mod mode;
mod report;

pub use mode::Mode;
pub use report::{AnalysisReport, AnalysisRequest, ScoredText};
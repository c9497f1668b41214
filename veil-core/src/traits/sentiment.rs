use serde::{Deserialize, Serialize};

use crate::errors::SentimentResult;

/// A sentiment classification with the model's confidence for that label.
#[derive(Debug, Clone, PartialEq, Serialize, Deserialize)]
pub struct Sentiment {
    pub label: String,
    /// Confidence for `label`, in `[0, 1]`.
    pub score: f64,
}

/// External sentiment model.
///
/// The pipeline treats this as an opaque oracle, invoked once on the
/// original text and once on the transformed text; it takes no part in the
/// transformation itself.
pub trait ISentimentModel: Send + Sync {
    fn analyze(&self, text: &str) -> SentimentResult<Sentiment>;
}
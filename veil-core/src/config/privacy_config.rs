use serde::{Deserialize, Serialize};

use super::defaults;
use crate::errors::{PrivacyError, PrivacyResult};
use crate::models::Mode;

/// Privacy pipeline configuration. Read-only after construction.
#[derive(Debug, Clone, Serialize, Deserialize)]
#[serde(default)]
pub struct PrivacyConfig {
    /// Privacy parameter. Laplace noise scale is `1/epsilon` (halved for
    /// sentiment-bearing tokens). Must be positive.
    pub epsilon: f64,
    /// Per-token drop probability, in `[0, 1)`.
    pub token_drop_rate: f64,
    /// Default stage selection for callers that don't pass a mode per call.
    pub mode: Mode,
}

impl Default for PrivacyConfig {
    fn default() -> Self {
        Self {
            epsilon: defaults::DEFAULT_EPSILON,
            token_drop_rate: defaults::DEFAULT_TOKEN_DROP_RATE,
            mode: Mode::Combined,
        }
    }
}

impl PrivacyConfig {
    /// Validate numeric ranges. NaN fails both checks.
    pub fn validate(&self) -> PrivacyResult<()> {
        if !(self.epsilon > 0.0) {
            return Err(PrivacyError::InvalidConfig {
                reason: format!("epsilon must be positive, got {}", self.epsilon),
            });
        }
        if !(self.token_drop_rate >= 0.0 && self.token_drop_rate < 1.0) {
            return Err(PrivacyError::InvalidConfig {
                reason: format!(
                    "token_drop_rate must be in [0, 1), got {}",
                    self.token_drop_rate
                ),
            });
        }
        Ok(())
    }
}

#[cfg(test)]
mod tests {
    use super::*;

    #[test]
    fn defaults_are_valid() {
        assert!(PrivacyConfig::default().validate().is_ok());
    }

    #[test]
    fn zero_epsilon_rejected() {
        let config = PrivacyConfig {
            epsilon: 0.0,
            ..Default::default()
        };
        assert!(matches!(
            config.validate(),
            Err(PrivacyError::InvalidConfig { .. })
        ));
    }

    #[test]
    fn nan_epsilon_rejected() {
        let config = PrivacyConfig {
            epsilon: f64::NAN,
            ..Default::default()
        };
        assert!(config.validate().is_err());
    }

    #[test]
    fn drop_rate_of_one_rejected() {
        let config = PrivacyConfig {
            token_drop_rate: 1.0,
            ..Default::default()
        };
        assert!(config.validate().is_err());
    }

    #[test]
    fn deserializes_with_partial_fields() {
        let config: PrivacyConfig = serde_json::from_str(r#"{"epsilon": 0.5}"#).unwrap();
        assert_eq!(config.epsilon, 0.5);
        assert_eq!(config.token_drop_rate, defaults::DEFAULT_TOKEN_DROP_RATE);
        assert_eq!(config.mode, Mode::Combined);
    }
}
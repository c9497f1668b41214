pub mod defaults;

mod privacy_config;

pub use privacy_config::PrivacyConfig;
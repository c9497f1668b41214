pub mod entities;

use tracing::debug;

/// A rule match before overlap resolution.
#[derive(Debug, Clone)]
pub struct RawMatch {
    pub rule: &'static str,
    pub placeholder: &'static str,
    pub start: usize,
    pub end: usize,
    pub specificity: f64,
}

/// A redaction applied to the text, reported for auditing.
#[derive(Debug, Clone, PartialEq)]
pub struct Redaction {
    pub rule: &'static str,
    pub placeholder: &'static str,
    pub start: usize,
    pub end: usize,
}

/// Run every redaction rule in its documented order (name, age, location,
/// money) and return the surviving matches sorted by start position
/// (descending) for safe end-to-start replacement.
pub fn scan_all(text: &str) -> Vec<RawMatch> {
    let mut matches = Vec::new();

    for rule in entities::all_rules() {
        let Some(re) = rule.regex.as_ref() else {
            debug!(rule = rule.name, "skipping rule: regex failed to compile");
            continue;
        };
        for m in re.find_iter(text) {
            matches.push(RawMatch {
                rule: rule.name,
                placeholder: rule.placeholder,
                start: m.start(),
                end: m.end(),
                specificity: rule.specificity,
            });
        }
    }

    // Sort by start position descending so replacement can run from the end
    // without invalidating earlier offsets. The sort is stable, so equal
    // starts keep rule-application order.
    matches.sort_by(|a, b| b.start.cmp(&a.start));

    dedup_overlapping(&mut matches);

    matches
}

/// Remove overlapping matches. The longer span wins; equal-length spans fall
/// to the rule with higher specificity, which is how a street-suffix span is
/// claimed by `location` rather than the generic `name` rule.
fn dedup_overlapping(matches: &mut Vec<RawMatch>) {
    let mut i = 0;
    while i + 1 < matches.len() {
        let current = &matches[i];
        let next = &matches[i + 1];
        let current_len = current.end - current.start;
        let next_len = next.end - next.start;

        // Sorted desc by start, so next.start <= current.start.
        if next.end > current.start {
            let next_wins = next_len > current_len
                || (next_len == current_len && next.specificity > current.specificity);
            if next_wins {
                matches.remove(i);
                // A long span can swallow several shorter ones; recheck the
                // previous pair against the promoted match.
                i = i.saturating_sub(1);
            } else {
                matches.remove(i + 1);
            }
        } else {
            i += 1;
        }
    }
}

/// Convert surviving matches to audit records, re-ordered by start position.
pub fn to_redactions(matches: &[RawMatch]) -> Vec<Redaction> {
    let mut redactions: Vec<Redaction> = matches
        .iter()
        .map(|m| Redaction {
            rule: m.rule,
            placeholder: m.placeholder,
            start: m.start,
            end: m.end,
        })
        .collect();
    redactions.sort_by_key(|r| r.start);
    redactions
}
=====
> **The problem**
The full listing has to be duplicated exactly.

> **Output of the task**
mod mode;
mod report;

pub use mode::Mode;
pub use report::{AnalysisReport, AnalysisRequest, ScoredText};
repository c9497f1668b41214
filename veil-core/src/traits/sentiment.rs
use serde::{Deserialize, Serialize};

use crate::errors::SentimentResult;

/// A sentiment classification with the model's confidence for that label.
#[derive(Debug, Clone, PartialEq, Serialize, Deserialize)]
pub struct Sentiment {
    pub label: String,
    /// Confidence for `label`, in `[0, 1]`.
    pub score: f64,
}

/// External sentiment model.
///
/// The pipeline treats this as an opaque oracle, invoked once on the
/// original text and once on the transformed text; it takes no part in the
/// transformation itself.
pub trait ISentimentModel: Send + Sync {
    fn analyze(&self, text: &str) -> SentimentResult<Sentiment>;
}
filename veil-core/src/config/privacy_config.rs
use serde::{Deserialize, Serialize};

use super::defaults;
use crate::errors::{PrivacyError, PrivacyResult};
use crate::models::Mode;

/// Privacy pipeline configuration. Read-only after construction.
#[derive(Debug, Clone, Serialize, Deserialize)]
#[serde(default)]
pub struct PrivacyConfig {
    /// Privacy parameter. Laplace noise scale is `1/epsilon` (halved for
    /// sentiment-bearing tokens). Must be positive.
    pub epsilon: f64,
    /// Per-token drop probability, in `[0, 1)`.
    pub token_drop_rate: f64,
    /// Default stage selection for callers that don't pass a mode per call.
    pub mode: Mode,
}

impl Default for PrivacyConfig {
    fn default() -> Self {
        Self {
            epsilon: defaults::DEFAULT_EPSILON,
            token_drop_rate: defaults::DEFAULT_TOKEN_DROP_RATE,
            mode: Mode::Combined,
        }
    }
}

impl PrivacyConfig {
    /// Validate numeric ranges. NaN fails both checks.
    pub fn validate(&self) -> PrivacyResult<()> {
        if !(self.epsilon > 0.0) {
            return Err(PrivacyError::InvalidConfig {
                reason: format!("epsilon must be positive, got {}", self.epsilon),
            });
        }
        if !(self.token_drop_rate >= 0.0 && self.token_drop_rate < 1.0) {
            return Err(PrivacyError::InvalidConfig {
                reason: format!(
                    "token_drop_rate must be in [0, 1), got {}",
                    self.token_drop_rate
                ),
            });
        }
        Ok(())
    }
}

#[cfg(test)]
mod tests {
    use super::*;

    #[test]
    fn defaults_are_valid() {
        assert!(PrivacyConfig::default().validate().is_ok());
    }

    #[test]
    fn zero_epsilon_rejected() {
        let config = PrivacyConfig {
            epsilon: 0.0,
            ..Default::default()
        };
        assert!(matches!(
            config.validate(),
            Err(PrivacyError::InvalidConfig { .. })
        ));
    }

    #[test]
    fn nan_epsilon_rejected() {
        let config = PrivacyConfig {
            epsilon: f64::NAN,
            ..Default::default()
        };
        assert!(config.validate().is_err());
    }

    #[test]
    fn drop_rate_of_one_rejected() {
        let config = PrivacyConfig {
            token_drop_rate: 1.0,
            ..Default::default()
        };
        assert!(config.validate().is_err());
    }

    #[test]
    fn deserializes_with_partial_fields() {
        let config: PrivacyConfig = serde_json::from_str(r#"{"epsilon": 0.5}"#).unwrap();
        assert_eq!(config.epsilon, 0.5);
        assert_eq!(config.token_drop_rate, defaults::DEFAULT_TOKEN_DROP_RATE);
        assert_eq!(config.mode, Mode::Combined);
    }
}
repository c9497f1668b41214
pub mod defaults;

mod privacy_config;

pub use privacy_config::PrivacyConfig;
repository c9497f1668b41214
pub mod entities;

use tracing::debug;

/// A rule match before overlap resolution.
#[derive(Debug, Clone)]
pub struct RawMatch {
    pub rule: &'static str,
    pub placeholder: &'static str,
    pub start: usize,
    pub end: usize,
    pub specificity: f64,
}

/// A redaction applied to the text, reported for auditing.
#[derive(Debug, Clone, PartialEq)]
pub struct Redaction {
    pub rule: &'static str,
    pub placeholder: &'static str,
    pub start: usize,
    pub end: usize,
}

/// Run every redaction rule in its documented order (name, age, location,
/// money) and return the surviving matches sorted by start position
/// (descending) for safe end-to-start replacement.
pub fn scan_all(text: &str) -> Vec<RawMatch> {
    let mut matches = Vec::new();

    for rule in entities::all_rules() {
        let Some(re) = rule.regex.as_ref() else {
            debug!(rule = rule.name, "skipping rule: regex failed to compile");
            continue;
        };
        for m in re.find_iter(text) {
            matches.push(RawMatch {
                rule: rule.name,
                placeholder: rule.placeholder,
                start: m.start(),
                end: m.end(),
                specificity: rule.specificity,
            });
        }
    }

    // Sort by start position descending so replacement can run from the end
    // without invalidating earlier offsets. The sort is stable, so equal
    // starts keep rule-application order.
    matches.sort_by(|a, b| b.start.cmp(&a.start));

    dedup_overlapping(&mut matches);

    matches
}

/// Remove overlapping matches. The longer span wins; equal-length spans fall
/// to the rule with higher specificity, which is how a street-suffix span is
/// claimed by `location` rather than the generic `name` rule.
fn dedup_overlapping(matches: &mut Vec<RawMatch>) {
    let mut i = 0;
    while i + 1 < matches.len() {
        let current = &matches[i];
        let next = &matches[i + 1];
        let current_len = current.end - current.start;
        let next_len = next.end - next.start;

        // Sorted desc by start, so next.start <= current.start.
        if next.end > current.start {
            let next_wins = next_len > current_len
                || (next_len == current_len && next.specificity > current.specificity);
            if next_wins {
                matches.remove(i);
                // A long span can swallow several shorter ones; recheck the
                // previous pair against the promoted match.
                i = i.saturating_sub(1);
            } else {
                matches.remove(i + 1);
            }
        } else {
            i += 1;
        }
    }
}

/// Convert surviving matches to audit records, re-ordered by start position.
pub fn to_redactions(matches: &[RawMatch]) -> Vec<Redaction> {
    let mut redactions: Vec<Redaction> = matches
        .iter()
        .map(|m| Redaction {
            rule: m.rule,
            placeholder: m.placeholder,
            start: m.start,
            end: m.end,
        })
        .collect();
    redactions.sort_by_key(|r| r.start);
    redactions
}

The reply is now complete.